Sur les 3 200 personnes accueillies en 2021 à La Case de santé, 85 % connaissent des situations de vulnérabilité sociale, 90 % sont de nationalité étrangère, 75 % bénéficient de la protection universelle maladie… En 2021, les 27 professionnels salariés se répartissaient entre 5 médecins généralistes, 2 psychologues, 1 sage-femme, 5 assistants de service social, 5 médiatrices en santé, 3 membres du pôle de coordination administrative et financière, 4 accueillants, 1 coordonnateur de projet et 1 agent d'entretien auxquels s'ajoutent des stagiaires, des internes en médecine générale et des juristes bénévoles. En s'inscrivant dans une visée de santé globale qui inclut la prévention et la promotion de la santé, elle privilégie l'empowerment de ses usagers-patients et la dimension politique de la santé. Elle se définit comme un modèle alternatif de pratiques de "médecine générale avancée" et communautaire à contre-courant du modèle "traditionnel et biomédical" de la médecine libérale. Comme elle s'attache à prendre en compte l'ensemble des déterminants sociaux de santé et de déjouer la fabrique des inégalités sociales et territoriales de santé, elle milite pour une santé de proximité, intégrée et participative. Et soutient la participation active des usagers-patients et l'accroissement de leurs savoir et pouvoir d'agir individuellement et collectivement pour améliorer leur santé, leurs conditions de vie et leur accès aux droits.

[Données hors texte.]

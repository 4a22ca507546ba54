use percent_encoding::percent_decode_str;
use std::collections::HashMap;

use crate::core::models::SlashCommandEvent;
use crate::errors::RelayError;

/// Decodes a URL-encoded string using the percent_encoding crate.
///
/// # Arguments
/// * `input` - The URL-encoded string to decode
///
/// # Returns
/// * `Ok(String)` - The decoded string if successful
/// * `Err(String)` - An error message if decoding fails
///
/// # Examples
///
/// ```
/// use taskmaster::api::parsing::decode_url_component;
///
/// let encoded = "hello%20world";
/// let decoded = decode_url_component(encoded).unwrap();
/// assert_eq!(decoded, "hello world");
///
/// let encoded_plus = "hello+world";
/// let decoded_plus = decode_url_component(encoded_plus).unwrap();
/// assert_eq!(decoded_plus, "hello world");
/// ```
pub fn decode_url_component(input: &str) -> Result<String, String> {
    percent_decode_str(input)
        .decode_utf8()
        .map(|s| s.replace('+', " "))
        .map_err(|e| format!("Failed to decode URL component: {}", e))
        .map(|s| s.to_string())
}

/// Parses the URL-encoded form body of a slash-command webhook.
///
/// # Examples
///
/// ```
/// use taskmaster::api::parsing::parse_form_data;
///
/// let form_data = "command=%2Fdo&text=fix-bug+alice&user_id=U123&\
///                  channel_id=C123&response_url=https%3A%2F%2Fhooks.slack.com%2F";
///
/// let event = parse_form_data(form_data).unwrap();
/// assert_eq!(event.command, "/do");
/// assert_eq!(event.text, "fix-bug alice");
/// assert_eq!(event.response_url, "https://hooks.slack.com/");
/// ```
///
/// # Errors
///
/// Returns an error if a key or value fails URL decoding.
pub fn parse_form_data(form_data: &str) -> Result<SlashCommandEvent, RelayError> {
    let mut map: HashMap<String, String> = HashMap::new();

    for pair in form_data.split('&') {
        if let Some(idx) = pair.find('=') {
            let key = decode_url_component(&pair[..idx])
                .map_err(|e| RelayError::ParseError(format!("Failed to decode key: {}", e)))?;

            let value = decode_url_component(&pair[idx + 1..])
                .map_err(|e| RelayError::ParseError(format!("Failed to decode value: {}", e)))?;

            map.insert(key, value);
        }
    }

    Ok(SlashCommandEvent {
        command: map.get("command").cloned().unwrap_or_default(),
        text: map.get("text").cloned().unwrap_or_default(),
        user_id: map.get("user_id").cloned().unwrap_or_default(),
        channel_id: map.get("channel_id").cloned().unwrap_or_default(),
        response_url: map.get("response_url").cloned().unwrap_or_default(),
    })
}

Concrètement, comment se décline cette médiation en santé au sein de la structure ?

La médiation en santé constitue le coeur de son projet pilote "Médiation en santé et santé communautaire combinées à un service de santé de premier recours pour une plus grande autonomie en santé des personnes". Celui-ci vise à déployer et expérimenter trois axes de travail permettant de renforcer et déployer le projet originel de l'association en gardant les traits constitutifs de son approche en santé communautaire.

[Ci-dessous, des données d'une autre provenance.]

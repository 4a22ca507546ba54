use taskmaster::api::parsing::{decode_url_component, parse_form_data};

/// Tests for webhook form-body parsing
/// These mimic the URL-encoded payloads Slack sends for slash commands.

#[test]
fn test_decode_url_component() {
    // Test URL decoding with percent-encoded characters
    let encoded = "hello%20world";
    let decoded = decode_url_component(encoded).unwrap();
    assert_eq!(decoded, "hello world");

    // Test URL decoding with plus signs representing spaces
    let encoded_plus = "hello+world";
    let decoded_plus = decode_url_component(encoded_plus).unwrap();
    assert_eq!(decoded_plus, "hello world");

    // Test decoding with special characters
    let special_chars = "test%40example.com%26param%3Dvalue";
    let decoded_special = decode_url_component(special_chars).unwrap();
    assert_eq!(decoded_special, "test@example.com&param=value");
}

#[test]
fn test_parse_form_data_success() {
    let form_data = "command=%2Fdo&text=fix-bug+alice&user_id=U123&\
                    channel_id=C123&response_url=https%3A%2F%2Fhooks.slack.com%2F";

    let event = parse_form_data(form_data).unwrap();

    assert_eq!(event.command, "/do");
    assert_eq!(event.text, "fix-bug alice");
    assert_eq!(event.user_id, "U123");
    assert_eq!(event.channel_id, "C123");
    assert_eq!(event.response_url, "https://hooks.slack.com/");
}

#[test]
fn test_parse_form_data_with_link_text() {
    let form_data = "command=%2Fgit-review&text=%3Chttps%3A%2F%2Fgithub.com%2Forg%2Frepo%2Fpull%2F42%3E&\
                    user_id=U123&channel_id=C123&response_url=https%3A%2F%2Fhooks.slack.com%2F";

    let event = parse_form_data(form_data).unwrap();

    assert_eq!(event.command, "/git-review");
    assert_eq!(event.text, "<https://github.com/org/repo/pull/42>");
}

#[test]
fn test_parse_form_data_missing_fields() {
    // Missing fields get default values rather than failing the request
    let incomplete_data = "command=%2Fdo&user_id=U123";

    let event = parse_form_data(incomplete_data).unwrap();

    assert_eq!(event.command, "/do");
    assert_eq!(event.user_id, "U123");
    assert_eq!(event.text, "");
    assert_eq!(event.channel_id, "");
    assert_eq!(event.response_url, "");
}

#[test]
fn test_parse_form_data_ignores_unknown_fields() {
    let form_data = "command=%2Fdo&text=fix-bug&user_id=U123&channel_id=C123&\
                    response_url=https%3A%2F%2Fhooks.slack.com%2F&\
                    trigger_id=123.456&team_domain=example";

    let event = parse_form_data(form_data).unwrap();

    assert_eq!(event.command, "/do");
    assert_eq!(event.text, "fix-bug");
}
use serde::{Deserialize, Serialize};

/// The three request flavors, one per inbound endpoint.
#[derive(Debug, Clone, Copy, PartialEq, Eq)]
pub enum RequestKind {
    PerformTask,
    ReviewPullRequest,
    InspectThreadOrLink,
}

impl RequestKind {
    /// Human-facing label shown in the notification's Type field.
    #[must_use]
    pub fn display_label(self) -> &'static str {
        match self {
            RequestKind::PerformTask => "Task Request :wrench:",
            RequestKind::ReviewPullRequest => "Pull Request Review :computer:",
            RequestKind::InspectThreadOrLink => "Inspection Request :eyes:",
        }
    }
}

/// How the assignee should be chosen for a command.
#[derive(Debug, Clone, PartialEq, Eq)]
pub enum AssigneeMode {
    /// Exactly one name was given after the subject token.
    Explicit(String),
    /// Several names were given; pick one of them uniformly.
    RandomFromList(Vec<String>),
    /// No names were given; pick from the channel membership.
    RandomFromChannel,
}

/// What the request is about: an opaque task description or a validated link.
#[derive(Debug, Clone, PartialEq, Eq)]
pub enum CommandSubject {
    Task(String),
    Link(String),
}

impl CommandSubject {
    #[must_use]
    pub fn as_str(&self) -> &str {
        match self {
            CommandSubject::Task(task) => task,
            CommandSubject::Link(link) => link,
        }
    }
}

/// A validated slash command, ready for background resolution.
#[derive(Debug, Clone, PartialEq, Eq)]
pub struct ParsedCommand {
    pub kind: RequestKind,
    pub mode: AssigneeMode,
    pub subject: CommandSubject,
}

/// Who got the request and how they were chosen. Built once per request by
/// the resolver and immutable afterwards.
#[derive(Debug, Clone, PartialEq, Eq)]
pub struct AssignmentOutcome {
    pub assignee: String,
    pub was_random: bool,
}

/// Form fields of a Slack slash-command webhook that the relay uses.
#[derive(Debug, Clone, Deserialize, Serialize)]
pub struct SlashCommandEvent {
    pub command: String,
    pub text: String,
    pub user_id: String,
    pub channel_id: String,
    pub response_url: String,
}

/// The subset of a `users.info` profile the resolver cares about.
#[derive(Debug, Clone, Deserialize)]
pub struct UserInfo {
    pub id: String,
    #[serde(default)]
    pub is_bot: bool,
    #[serde(default)]
    pub is_app_user: bool,
}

L'originalité est que projet pilote articule un dispositif d'accompagnement à l'autonomie en santé et les services de santé de premier recours. Il est structuré autour de trois axes : une dynamique de santé communautaire comme accélérateur d'autonomie en santé ; la médiation en santé comme levier d'autonomie en santé ; et la médiation en santé de premier recours comme nouveau métier de santé. Ce qui leur a permis de construire et de mettre en oeuvre :
– un dispositif combiné d'espaces collectifs organisés sur un mode territorial et des interventions pour renforcer l'autonomie en santé des personnes ;
– un dispositif de médiation en santé positionné comme pivot opérationnel du dispositif d'accompagnement, combiné et organisé autour de tous les professionnels, issus ou non d'une dynamique communautaire ;
– une démarche de définition d'un nouveau métier en santé de premier recours pour construire des formations et définir un référentiel métier.